Não se contesta aqui as virtudes de uma lei, que, em sete anos, tem resultado em mais de cem mil processos, milhares de prisões em flagrante e prisões preventivas de agressores, contribuindo para a redução da violência doméstica. O que se ressalta é que essa lei, mal aplicada, pode se transformar em apenas mais um recurso jurídico para servir como munição nas desavenças entre familiares, já que permite que um lado, munido de acusações infundadas ou fantasiosas, sem provas, possa recorrer ao juiz para que o outro lado fique impossibilitado de se aproximar da suposta agredida.
Sem maiores embasamentos jurídicos, os juízes, que têm recorrido a esse recurso previsto na lei, alegam que, "na dúvida", procuram proteger a vítima, sem levar em conta que o agressor pode ser, na verdade, aquele que acusa (ou que pressiona por trás a suposta agredida) e que apenas teve a esperteza de recorrer primeiro à Justiça.
Também não se pode esquecer que a Lei Maria da Penha tem sido desvirtuada em outros casos, tendo sido utilizada por advogados que têm procurado justificar crimes cometidos por mulheres contra seus maridos, sob a alegação de que se defendiam de maus tratos.

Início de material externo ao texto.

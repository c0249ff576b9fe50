//! Master-side proxies that own device handles on behalf of remote callers,
//! and the client references callers use to reach them.
//!
//! - Read: a scoped task per read against the shared read-only transaction.
//! - Write / read-write: one actor per transaction, stopped by commit,
//!   cancel, idle timeout or coordinator shutdown.
//! - Data tree: one actor per edit session with the same idle policy.

mod data_tree;
mod read;
mod transaction;

pub use data_tree::DataTreeRef;
pub use read::ReadTransactionRef;
pub use transaction::TransactionRef;

pub(crate) use data_tree::spawn_data_tree_proxy;
pub(crate) use read::{spawn_exists, spawn_read};
pub(crate) use transaction::{TxHandle, spawn_transaction_proxy};

use crate::error::MountError;
use netmount_types::{NodePath, Store};
use std::ops::ControlFlow;
use std::time::Duration;
use tokio::sync::{mpsc, watch};

/// Wraps a failed read so callers see which store and path failed.
pub(crate) fn read_failed(store: Store, path: &NodePath, error: MountError) -> MountError {
    match error {
        MountError::ReadFailed { .. } => error,
        other => MountError::ReadFailed {
            store,
            path: path.clone(),
            source: Box::new(other),
        },
    }
}

/// Why a proxy's mailbox loop ended without a terminal request.
pub(crate) enum Stop {
    Idle,
    Shutdown,
    Abandoned,
}

/// Waits for the next request, giving up after `idle` of silence or when
/// the owning coordinator signals shutdown.
pub(crate) async fn next_request<T>(
    requests: &mut mpsc::Receiver<T>,
    shutdown: &mut watch::Receiver<bool>,
    idle: Duration,
) -> ControlFlow<Stop, T> {
    tokio::select! {
        biased;
        _ = shutdown.changed() => ControlFlow::Break(Stop::Shutdown),
        next = tokio::time::timeout(idle, requests.recv()) => match next {
            Ok(Some(request)) => ControlFlow::Continue(request),
            Ok(None) => ControlFlow::Break(Stop::Abandoned),
            Err(_) => ControlFlow::Break(Stop::Idle),
        },
    }
}

/// Closes a stopped proxy's inbox and returns whatever was still queued
/// behind the request that stopped it.
pub(crate) fn drain<T>(requests: &mut mpsc::Receiver<T>) -> Vec<T> {
    requests.close();
    let mut left = Vec::new();
    while let Ok(request) = requests.try_recv() {
        left.push(request);
    }
    left
}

Como os mortos não têm como se defender, restam apenas as palavras das mulheres e eventuais testemunhas.
Ora, nada disso invalida a boa intenção dos legisladores em favor das mulheres vítimas de maridos e companheiros agressores e que precisam de ajuda da lei. Mas a lei não pode servir para outros fins. No caso de pessoas com idade avançada, há o Estatuto do Idoso (Lei nº 10.741/03).

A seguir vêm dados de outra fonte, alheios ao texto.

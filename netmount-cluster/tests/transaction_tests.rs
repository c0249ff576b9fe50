use netmount_cluster::mock::{DeviceOp, MockDevice, MockMountPointService};
use netmount_cluster::{
    DataBroker, InMemorySchemaRepository, MountConfig, MountError, MountPointHandle,
    ReadTransaction, WriteTransaction,
};
use netmount_types::{DataNode, DeviceId, NodePath, SourceId, Store};
use pretty_assertions::assert_eq;
use serde_json::json;
use std::sync::Arc;
use std::time::Duration;

fn interfaces() -> NodePath {
    NodePath::from_segments(["interfaces"])
}

fn eth0() -> NodePath {
    interfaces().child("eth0")
}

fn node(value: serde_json::Value) -> DataNode {
    DataNode::new("eth0", value)
}

async fn master_with(device: &MockDevice, config: MountConfig) -> MountPointHandle {
    let master = MountPointHandle::spawn(
        DeviceId::new("core-1", "203.0.113.1:830".parse().unwrap()),
        config,
        Arc::new(InMemorySchemaRepository::new()),
        Arc::new(MockMountPointService::new()),
    )
    .unwrap();
    master
        .become_master(vec![SourceId::new("ietf-interfaces")], device.services())
        .await
        .unwrap();
    master
}

async fn master(device: &MockDevice) -> MountPointHandle {
    master_with(device, MountConfig::default()).await
}

fn short_idle() -> MountConfig {
    MountConfig {
        idle_timeout_ms: 1_000,
        ..MountConfig::default()
    }
}

// ── Write proxy ─────────────────────────────────────────────────

#[tokio::test]
async fn put_then_commit_matches_direct_commit() {
    let proxied = MockDevice::new();
    let master = master(&proxied).await;
    let mut tx = master.new_write_transaction().await.unwrap();
    tx.put(Store::Configuration, eth0(), node(json!({"mtu": 1500})))
        .await
        .unwrap();
    tx.merge(Store::Configuration, eth0(), node(json!({"enabled": true})))
        .await
        .unwrap();
    tx.commit().await.unwrap();

    let direct = MockDevice::new();
    let mut dtx = direct.new_write_only_transaction().await.unwrap();
    dtx.put(Store::Configuration, eth0(), node(json!({"mtu": 1500})))
        .await
        .unwrap();
    dtx.merge(Store::Configuration, eth0(), node(json!({"enabled": true})))
        .await
        .unwrap();
    dtx.commit().await.unwrap();

    assert_eq!(
        proxied.committed(Store::Configuration, &eth0()),
        direct.committed(Store::Configuration, &eth0())
    );
    assert_eq!(proxied.ops(), direct.ops());
    assert_eq!(
        proxied.committed(Store::Configuration, &eth0()).unwrap().value,
        json!({"mtu": 1500, "enabled": true})
    );
}

#[tokio::test]
async fn edits_apply_in_send_order() {
    let device = MockDevice::new();
    let master = master(&device).await;
    let mut tx = master.new_write_transaction().await.unwrap();

    tx.put(Store::Configuration, eth0(), node(json!({"mtu": 1500})))
        .await
        .unwrap();
    tx.delete(Store::Configuration, eth0()).await.unwrap();
    tx.put(Store::Configuration, eth0(), node(json!({"mtu": 9000})))
        .await
        .unwrap();
    tx.commit().await.unwrap();

    assert_eq!(
        device.ops(),
        vec![
            DeviceOp::Put(Store::Configuration, eth0()),
            DeviceOp::Delete(Store::Configuration, eth0()),
            DeviceOp::Put(Store::Configuration, eth0()),
            DeviceOp::Commit,
        ]
    );
    assert_eq!(
        device.committed(Store::Configuration, &eth0()).unwrap().value,
        json!({"mtu": 9000})
    );
}

#[tokio::test]
async fn cancel_answers_once() {
    let device = MockDevice::new();
    let master = master(&device).await;
    let mut tx = master.new_write_transaction().await.unwrap();
    tx.put(Store::Configuration, eth0(), node(json!({"mtu": 1500})))
        .await
        .unwrap();

    assert!(tx.cancel().await);
    assert!(!tx.cancel().await);
    assert!(tx.is_closed());
    assert_eq!(device.cancel_count(), 1);
    assert!(device.committed(Store::Configuration, &eth0()).is_none());
}

#[tokio::test]
async fn calls_after_commit_report_closed_transaction() {
    let device = MockDevice::new();
    let master = master(&device).await;
    let mut tx = master.new_write_transaction().await.unwrap();
    tx.commit().await.unwrap();

    let err = tx
        .put(Store::Configuration, eth0(), node(json!({})))
        .await
        .unwrap_err();
    assert!(matches!(err, MountError::TransactionClosed(id) if id == tx.id().to_string()));
    assert!(!tx.cancel().await);
    assert_eq!(device.cancel_count(), 0);
}

#[tokio::test]
async fn second_commit_fails_as_commit_failure() {
    let device = MockDevice::new();
    let master = master(&device).await;
    let mut tx = master.new_write_transaction().await.unwrap();
    tx.commit().await.unwrap();

    let err = tx.commit().await.unwrap_err();
    assert!(matches!(err, MountError::CommitFailed { .. }));
    assert!(matches!(err.root_cause(), MountError::TransactionClosed(id) if *id == tx.id().to_string()));
}

#[tokio::test]
async fn edit_from_clone_behind_pending_commit_is_refused() {
    let device = MockDevice::new();
    let master = master(&device).await;
    let tx = master.new_write_transaction().await.unwrap();
    device.set_latency(Duration::from_millis(200));

    let mut committer = tx.clone();
    let commit = tokio::spawn(async move { committer.commit().await });
    tokio::time::sleep(Duration::from_millis(20)).await;

    let mut writer = tx.clone();
    let err = writer
        .put(Store::Configuration, eth0(), node(json!({"mtu": 9000})))
        .await
        .unwrap_err();
    assert!(matches!(err, MountError::TransactionClosed(_)));

    commit.await.unwrap().unwrap();
    assert!(device.committed(Store::Configuration, &eth0()).is_none());
}

#[tokio::test]
async fn failed_commit_is_reported_to_caller() {
    let device = MockDevice::new();
    device.fail_commits_with(MountError::Device("validation failed".into()));
    let master = master(&device).await;
    let mut tx = master.new_write_transaction().await.unwrap();
    tx.put(Store::Configuration, eth0(), node(json!({"mtu": 1})))
        .await
        .unwrap();

    let err = tx.commit().await.unwrap_err();
    assert!(matches!(err, MountError::CommitFailed { .. }));
    assert!(matches!(err.root_cause(), MountError::Device(msg) if msg == "validation failed"));
    assert!(!err.is_transient());
}

// ── Read-write proxy ────────────────────────────────────────────

#[tokio::test]
async fn read_distinguishes_empty_from_value() {
    let device = MockDevice::new();
    device.set_data(Store::Operational, eth0(), node(json!({"oper-status": "up"})));
    let master = master(&device).await;
    let tx = master.new_read_write_transaction().await.unwrap();

    let found = tx.read(Store::Operational, &eth0(), &[]).await.unwrap();
    assert_eq!(found, Some(node(json!({"oper-status": "up"}))));

    let missing = tx
        .read(Store::Operational, &interfaces().child("eth9"), &[])
        .await
        .unwrap();
    assert_eq!(missing, None);

    assert!(tx.exists(Store::Operational, &eth0()).await.unwrap());
    assert!(!tx.exists(Store::Configuration, &eth0()).await.unwrap());
}

#[tokio::test]
async fn read_restricted_to_fields() {
    let device = MockDevice::new();
    device.set_data(
        Store::Operational,
        eth0(),
        node(json!({"mtu": 1500, "oper-status": "up", "speed": 1000})),
    );
    let master = master(&device).await;
    let tx = master.new_read_write_transaction().await.unwrap();

    let fields = vec![
        NodePath::from_segments(["mtu"]),
        NodePath::from_segments(["speed"]),
    ];
    let found = tx.read(Store::Operational, &eth0(), &fields).await.unwrap();
    assert_eq!(found.unwrap().value, json!({"mtu": 1500, "speed": 1000}));
}

#[tokio::test]
async fn failed_read_names_store_and_path() {
    let device = MockDevice::new();
    device.fail_reads_with(MountError::Device("session dropped".into()));
    let master = master(&device).await;
    let tx = master.new_read_write_transaction().await.unwrap();

    let err = tx.read(Store::Operational, &eth0(), &[]).await.unwrap_err();
    match &err {
        MountError::ReadFailed { store, path, .. } => {
            assert_eq!(*store, Store::Operational);
            assert_eq!(*path, eth0());
        }
        other => panic!("unexpected error: {other}"),
    }
    assert!(matches!(err.root_cause(), MountError::Device(_)));
}

#[tokio::test]
async fn read_on_write_only_transaction_is_unsupported() {
    let device = MockDevice::new();
    let master = master(&device).await;
    let tx = master.new_write_transaction().await.unwrap();

    let err = tx.read(Store::Operational, &eth0(), &[]).await.unwrap_err();
    assert!(matches!(err.root_cause(), MountError::Unsupported(_)));
}

#[tokio::test]
async fn read_write_transaction_reads_and_commits() {
    let device = MockDevice::new();
    device.set_data(Store::Configuration, eth0(), node(json!({"mtu": 1500})));
    let master = master(&device).await;
    let mut tx = master.new_read_write_transaction().await.unwrap();

    let current = tx.read(Store::Configuration, &eth0(), &[]).await.unwrap().unwrap();
    tx.merge(Store::Configuration, eth0(), node(json!({"description": "uplink"})))
        .await
        .unwrap();
    tx.commit().await.unwrap();

    assert_eq!(current.value, json!({"mtu": 1500}));
    assert_eq!(
        device.committed(Store::Configuration, &eth0()).unwrap().value,
        json!({"mtu": 1500, "description": "uplink"})
    );
}

// ── Read-only transaction ───────────────────────────────────────

#[tokio::test]
async fn read_only_transaction_shares_master_handle() {
    let device = MockDevice::new();
    device.set_data(Store::Operational, eth0(), node(json!({"mtu": 1500})));
    let master = master(&device).await;

    let first = master.new_read_transaction().await.unwrap();
    let second = master.new_read_transaction().await.unwrap();
    let path_a = eth0();
    let path_b = eth0();
    let (a, b) = tokio::join!(
        first.read(Store::Operational, &path_a, &[]),
        second.exists(Store::Operational, &path_b),
    );

    assert_eq!(a.unwrap().unwrap().value, json!({"mtu": 1500}));
    assert!(b.unwrap());
}

// ── Idle timeout ────────────────────────────────────────────────

#[tokio::test(start_paused = true)]
async fn idle_proxy_cancels_exactly_once() {
    let device = MockDevice::new();
    let master = master_with(&device, short_idle()).await;
    let mut tx = master.new_read_write_transaction().await.unwrap();
    tx.put(Store::Configuration, eth0(), node(json!({"mtu": 1500})))
        .await
        .unwrap();

    tokio::time::sleep(Duration::from_millis(1_500)).await;
    assert_eq!(device.cancel_count(), 1);
    assert!(tx.is_closed());

    let err = tx.commit().await.unwrap_err();
    assert!(matches!(err, MountError::CommitFailed { .. }));
    assert!(matches!(err.root_cause(), MountError::TransactionClosed(_)));
    assert!(!tx.cancel().await);

    tokio::time::sleep(Duration::from_secs(10)).await;
    assert_eq!(device.cancel_count(), 1);
    assert!(device.committed(Store::Configuration, &eth0()).is_none());
}

#[tokio::test(start_paused = true)]
async fn activity_resets_idle_timer() {
    let device = MockDevice::new();
    let master = master_with(&device, short_idle()).await;
    let mut tx = master.new_write_transaction().await.unwrap();

    for mtu in [1500, 1600, 1700] {
        tokio::time::sleep(Duration::from_millis(700)).await;
        tx.put(Store::Configuration, eth0(), node(json!({"mtu": mtu})))
            .await
            .unwrap();
    }
    tokio::time::sleep(Duration::from_millis(700)).await;
    tx.commit().await.unwrap();

    assert_eq!(device.cancel_count(), 0);
    assert_eq!(
        device.committed(Store::Configuration, &eth0()).unwrap().value,
        json!({"mtu": 1700})
    );
}

#[tokio::test]
async fn dropped_reference_cancels_transaction() {
    let device = MockDevice::new();
    let master = master(&device).await;
    let mut tx = master.new_write_transaction().await.unwrap();
    tx.put(Store::Configuration, eth0(), node(json!({"mtu": 1500})))
        .await
        .unwrap();
    drop(tx);

    for _ in 0..100 {
        if device.cancel_count() == 1 {
            break;
        }
        tokio::time::sleep(Duration::from_millis(10)).await;
    }
    assert_eq!(device.cancel_count(), 1);
}

#[tokio::test]
async fn master_shutdown_cancels_live_proxies() {
    let device = MockDevice::new();
    let master = master(&device).await;
    let _a = master.new_write_transaction().await.unwrap();
    let _b = master.new_read_write_transaction().await.unwrap();

    master.shutdown().await;
    for _ in 0..100 {
        if device.cancel_count() == 2 {
            break;
        }
        tokio::time::sleep(Duration::from_millis(10)).await;
    }
    assert_eq!(device.cancel_count(), 2);
}

// ── Master down ─────────────────────────────────────────────────

#[tokio::test(start_paused = true)]
async fn slow_master_surfaces_as_ask_timeout() {
    let device = MockDevice::new();
    device.set_latency(Duration::from_secs(30));
    let master = master_with(
        &device,
        MountConfig {
            ask_timeout_ms: 500,
            ..MountConfig::default()
        },
    )
    .await;

    let reader = master.new_read_write_transaction().await.unwrap();
    let err = reader.read(Store::Operational, &eth0(), &[]).await.unwrap_err();
    assert!(matches!(err, MountError::ReadFailed { .. }));
    assert!(matches!(
        err.root_cause(),
        MountError::AskTimeout { operation: "read", .. }
    ));
    assert!(err.is_transient());

    let mut writer = master.new_write_transaction().await.unwrap();
    let err = writer.commit().await.unwrap_err();
    assert!(matches!(err, MountError::CommitFailed { .. }));
    assert!(matches!(
        err.root_cause(),
        MountError::AskTimeout { operation: "commit", .. }
    ));
}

Se continuar a ser usada indiscriminadamente, a Lei Maria da Penha, que já foi apontada pelo Fundo de Desenvolvimento das Nações Unidas para a Mulher como uma das três leis mais avançadas do mundo, pode se transformar em mais uma lei desacreditada deste País. É preciso que os legisladores se preocupem com o desvirtuamento do objetivo principal da Lei Maria da Penha, que é o de coibir e punir a violência do marido contra a mulher.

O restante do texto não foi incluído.